Projeto nacional cria redes locais para formação de jovens e criação de emprego

Projeto nacional cria redes locais para formação de jovens e criação de emprego

 

Lusa/AO online   Regional   6 de Fev de 2015, 14:00

Seis associações do continente e dos Açores assinaram, nas Caldas da Rainha, um protocolo para a promoção do emprego e da inserção social de jovens no âmbito do projeto REDECOOL - Redes Colaborativas para o Emprego Local.

 

A iniciativa, assente em redes locais para a criação de emprego, pretende "abranger 300 jovens de todo o país, dos quais 180 receberão formação para os tornar mais capacitados e 28 serão selecionados para serem acompanhados no processo de procura ou criação do próprio emprego até ao final do projeto", disse à agência Lusa a coordenadora, Célia Lavado.

Virado para jovens até aos 30 anos, "em situação de desemprego, fragilidade social ou precariedade económica", o projeto vai proporcionar 3.480 horas de formação e consultoria, das quais 1.080 visando dotar os jovens de competências básicas", acrescentou a responsável.

As instituições parceiras dinamizarão, nos seus territórios, iniciativas que envolverão também as famílias dos jovens.

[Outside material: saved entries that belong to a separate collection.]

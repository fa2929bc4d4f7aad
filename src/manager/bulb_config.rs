// SPDX-License-Identifier: MPL-2.0
// This Source Code Form is subject to the terms of the Mozilla Public
// License, v. 2.0. If a copy of the MPL was not distributed with this
// file, You can obtain one at https://mozilla.org/MPL/2.0/.

//! Adapter and device-list configuration.

use std::time::Duration;

use tracing::warn;

use crate::capabilities::BulbCapability;
use crate::error::ConfigError;
use crate::event::DeviceAddress;
use crate::scheduler::ReconcileConfig;

fn default_settle_delay_ms() -> u64 {
    1000
}

/// One configured bulb: where it lives and how to address it.
///
/// Discovery (or a static list) supplies `(ip_address, mac_id)` pairs; the
/// hub-facing device address is derived from the MAC.
///
/// # Examples
///
/// ```
/// use magichome_lib::manager::BulbEntry;
///
/// let entry = BulbEntry::new("192.168.1.40", "AA:BB:CC:DD:EE:FF")
///     .with_friendly_name("Kitchen strip");
/// assert_eq!(entry.address().unwrap().as_str(), "aabbccddeeff");
/// assert_eq!(entry.display_name(), "Kitchen strip");
/// ```
#[derive(Debug, Clone, serde::Serialize, serde::Deserialize)]
pub struct BulbEntry {
    /// IP address or hostname of the controller.
    pub ip_address: String,
    /// Hardware MAC identifier reported by discovery.
    pub mac_id: String,
    /// Optional display name for logs and the hub UI.
    #[serde(default)]
    pub friendly_name: Option<String>,
    /// Capability class, when known up front (skips the probe at attach).
    #[serde(default)]
    pub capability: Option<BulbCapability>,
}

impl BulbEntry {
    /// Creates an entry from an address pair.
    #[must_use]
    pub fn new(ip_address: impl Into<String>, mac_id: impl Into<String>) -> Self {
        Self {
            ip_address: ip_address.into(),
            mac_id: mac_id.into(),
            friendly_name: None,
            capability: None,
        }
    }

    /// Sets a display name.
    #[must_use]
    pub fn with_friendly_name(mut self, name: impl Into<String>) -> Self {
        self.friendly_name = Some(name.into());
        self
    }

    /// Sets the capability class, skipping the attach-time probe.
    #[must_use]
    pub fn with_capability(mut self, capability: BulbCapability) -> Self {
        self.capability = Some(capability);
        self
    }

    /// Derives the hub-facing device address from the MAC identifier.
    ///
    /// # Errors
    ///
    /// Returns `ValueError::InvalidMac` for an unusable identifier.
    pub fn address(&self) -> Result<DeviceAddress, crate::error::ValueError> {
        DeviceAddress::from_mac(&self.mac_id)
    }

    /// Returns the display name, falling back to the IP address.
    #[must_use]
    pub fn display_name(&self) -> &str {
        self.friendly_name.as_deref().unwrap_or(&self.ip_address)
    }

    /// Validates this entry at its position in the device list.
    ///
    /// # Errors
    ///
    /// Returns `ConfigError::InvalidEntry` describing what is wrong.
    pub fn validate(&self, index: usize) -> Result<(), ConfigError> {
        if self.ip_address.trim().is_empty() {
            return Err(ConfigError::InvalidEntry {
                index,
                reason: "empty IP address".to_string(),
            });
        }
        if let Err(e) = self.address() {
            return Err(ConfigError::InvalidEntry {
                index,
                reason: e.to_string(),
            });
        }
        Ok(())
    }
}

/// Top-level adapter configuration.
///
/// Loaded from JSON or built programmatically. Reconciliation tuning is
/// carried as plain fields here and converted into a
/// [`ReconcileConfig`](crate::scheduler::ReconcileConfig) at manager
/// construction — there is no global mutable configuration.
///
/// # Examples
///
/// ```
/// use magichome_lib::manager::AdapterConfig;
///
/// let config = AdapterConfig::from_json(
///     r#"{
///         "settle_delay_ms": 500,
///         "devices": [
///             {"ip_address": "192.168.1.40", "mac_id": "AA:BB:CC:DD:EE:FF"}
///         ]
///     }"#,
/// )
/// .unwrap();
/// assert_eq!(config.devices.len(), 1);
/// assert_eq!(config.reconcile_config().settle_delay.as_millis(), 500);
/// ```
#[derive(Debug, Clone, serde::Serialize, serde::Deserialize)]
pub struct AdapterConfig {
    /// Settle delay between a write and its read-back, in milliseconds.
    #[serde(default = "default_settle_delay_ms")]
    pub settle_delay_ms: u64,
    /// Refresh synchronously before translating each command.
    #[serde(default)]
    pub query_before_command: bool,
    /// The configured device list.
    #[serde(default)]
    pub devices: Vec<BulbEntry>,
}

impl Default for AdapterConfig {
    fn default() -> Self {
        Self {
            settle_delay_ms: default_settle_delay_ms(),
            query_before_command: false,
            devices: Vec::new(),
        }
    }
}

impl AdapterConfig {
    /// Parses a configuration document.
    ///
    /// # Errors
    ///
    /// Returns `ConfigError::Parse` for malformed JSON. Individual device
    /// entries are *not* validated here; see
    /// [`valid_devices`](Self::valid_devices).
    pub fn from_json(json: &str) -> Result<Self, ConfigError> {
        Ok(serde_json::from_str(json)?)
    }

    /// Returns the reconciliation tuning for the scheduler.
    #[must_use]
    pub fn reconcile_config(&self) -> ReconcileConfig {
        let config =
            ReconcileConfig::default().with_settle_delay(Duration::from_millis(self.settle_delay_ms));
        if self.query_before_command {
            config.with_query_before_command()
        } else {
            config
        }
    }

    /// Returns the usable device entries with their derived addresses.
    ///
    /// Malformed entries are skipped with a warning; one bad entry never
    /// stops the others from attaching.
    #[must_use]
    pub fn valid_devices(&self) -> Vec<(DeviceAddress, &BulbEntry)> {
        self.devices
            .iter()
            .enumerate()
            .filter_map(|(index, entry)| match entry.validate(index) {
                Ok(()) => {
                    // Validation guarantees the address derives.
                    entry.address().ok().map(|address| (address, entry))
                }
                Err(e) => {
                    warn!(error = %e, "skipping malformed device entry");
                    None
                }
            })
            .collect()
    }
}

O projeto teve hoje a primeira apresentação pública a nível nacional no Landal, onde decorre, até ao final da tarde, um seminário com a participação de várias entidades que integram os seis núcleos locais já criados e que abrangem as regiões Norte, Centro, Alentejo, Lisboa e Vale do Tejo e Açores.

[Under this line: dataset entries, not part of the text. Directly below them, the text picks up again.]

// SPDX-License-Identifier: MPL-2.0
// This Source Code Form is subject to the terms of the Mozilla Public
// License, v. 2.0. If a copy of the MPL was not distributed with this
// file, You can obtain one at https://mozilla.org/MPL/2.0/.

//! The bulb protocol seam.
//!
//! The low-level wire protocol to a MagicHome bulb lives outside this
//! library. Callers supply an implementation of [`BulbClient`] per physical
//! bulb; everything above it (shadowing, translation, reconciliation) is
//! protocol-agnostic. The trait is object-safe so a shadow can hold an
//! `Arc<dyn BulbClient>` regardless of the concrete transport.

use async_trait::async_trait;

use crate::capabilities::BulbCapability;
use crate::error::ProtocolError;
use crate::state::ColorState;
use crate::types::{Kelvin, Mode};

/// How many channels a state read should request.
///
/// State reads degrade through these modes in order: a five-channel read on
/// an older controller fails, so the reader falls back to four channels,
/// then three. The mode tells the client which reply layout to expect.
#[derive(Debug, Clone, Copy, PartialEq, Eq, Hash)]
pub enum ReadMode {
    /// Five-channel read (RGB + warm white + cool white).
    Rgbww,
    /// Four-channel read (RGB + warm white).
    Rgbw,
    /// Three-channel read (RGB only).
    Rgb,
}

/// One state reply from a bulb.
///
/// Channels the requested [`ReadMode`] does not cover are normalized to zero
/// by the reader, not by the client.
#[derive(Debug, Clone, Copy, PartialEq, Eq)]
pub struct ChannelReading {
    /// The channel values the bulb reported.
    pub channels: ColorState,
    /// The operating mode the bulb reported.
    pub mode: Mode,
}

/// Capability-typed handle to one physical bulb.
///
/// Implementations own the socket, framing, checksums, and timeouts of the
/// flux-led wire protocol; every method is a single protocol exchange. All
/// failures are reported as [`ProtocolError`] — the library treats any
/// failure as "state stale, device possibly gone", never as "device off".
#[async_trait]
pub trait BulbClient: Send + Sync {
    /// Probes the bulb for its capability class.
    ///
    /// Called once at attach time; the result is fixed for the lifetime of
    /// the device.
    ///
    /// # Errors
    ///
    /// Returns `ProtocolError` if the probe exchange fails.
    async fn probe_capability(&self) -> Result<BulbCapability, ProtocolError>;

    /// Reads the current channel state and operating mode.
    ///
    /// # Errors
    ///
    /// Returns `ProtocolError` if the read fails or the reply cannot be
    /// interpreted in the requested mode.
    async fn read_channels(&self, mode: ReadMode) -> Result<ChannelReading, ProtocolError>;

    /// Writes the three color channels.
    ///
    /// # Errors
    ///
    /// Returns `ProtocolError` if the write fails.
    async fn write_rgb(&self, red: u8, green: u8, blue: u8) -> Result<(), ProtocolError>;

    /// Writes the three color channels plus the warm-white channel.
    ///
    /// # Errors
    ///
    /// Returns `ProtocolError` if the write fails.
    async fn write_rgbw(
        &self,
        red: u8,
        green: u8,
        blue: u8,
        white: u8,
    ) -> Result<(), ProtocolError>;

    /// Writes both white channels as a raw pair.
    ///
    /// The protocol resets whichever white channel a write omits, so both
    /// values are always sent together.
    ///
    /// # Errors
    ///
    /// Returns `ProtocolError` if the write fails.
    async fn write_white(&self, warm: u8, cool: u8) -> Result<(), ProtocolError>;

    /// Writes a device-native white temperature at the given brightness
    /// (0-255).
    ///
    /// The controller mixes its warm/cool channels itself; no raw channel
    /// values are involved.
    ///
    /// # Errors
    ///
    /// Returns `ProtocolError` if the write fails.
    async fn write_temperature(&self, kelvin: Kelvin, brightness: u8)
    -> Result<(), ProtocolError>;

    /// Turns the bulb on without touching channel values.
    ///
    /// # Errors
    ///
    /// Returns `ProtocolError` if the write fails.
    async fn turn_on(&self) -> Result<(), ProtocolError>;

    /// Turns the bulb off without touching channel values.
    ///
    /// # Errors
    ///
    /// Returns `ProtocolError` if the write fails.
    async fn turn_off(&self) -> Result<(), ProtocolError>;
}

Os núcleos locais irão a partir de agora "estabelecer redes colaborativas com os centros de emprego, autarquias e outras instituições" para "até final de fevereiro arrancarem as ações de formação", adiantou a coordenadora.

O REDECOOL -- Redes Colaborativas para o Emprego Local é dinamizado pela ANIMAR -- Associação Portuguesa para o Desenvolvimento Local, em parceria com a CASES -- Cooperativa António Sérgio para a Economia Social.

A criação dos núcleos locais foi iniciada em novembro de 2014 e o projeto irá decorrer até março de 2016, ao abrigo de uma candidatura ao Programa Cidadania Ativa, gerido pela Fundação Calouste Gulbenkian e financiado, em 150 mil euros, pelo EEAGRANTS, uma instituição nórdica.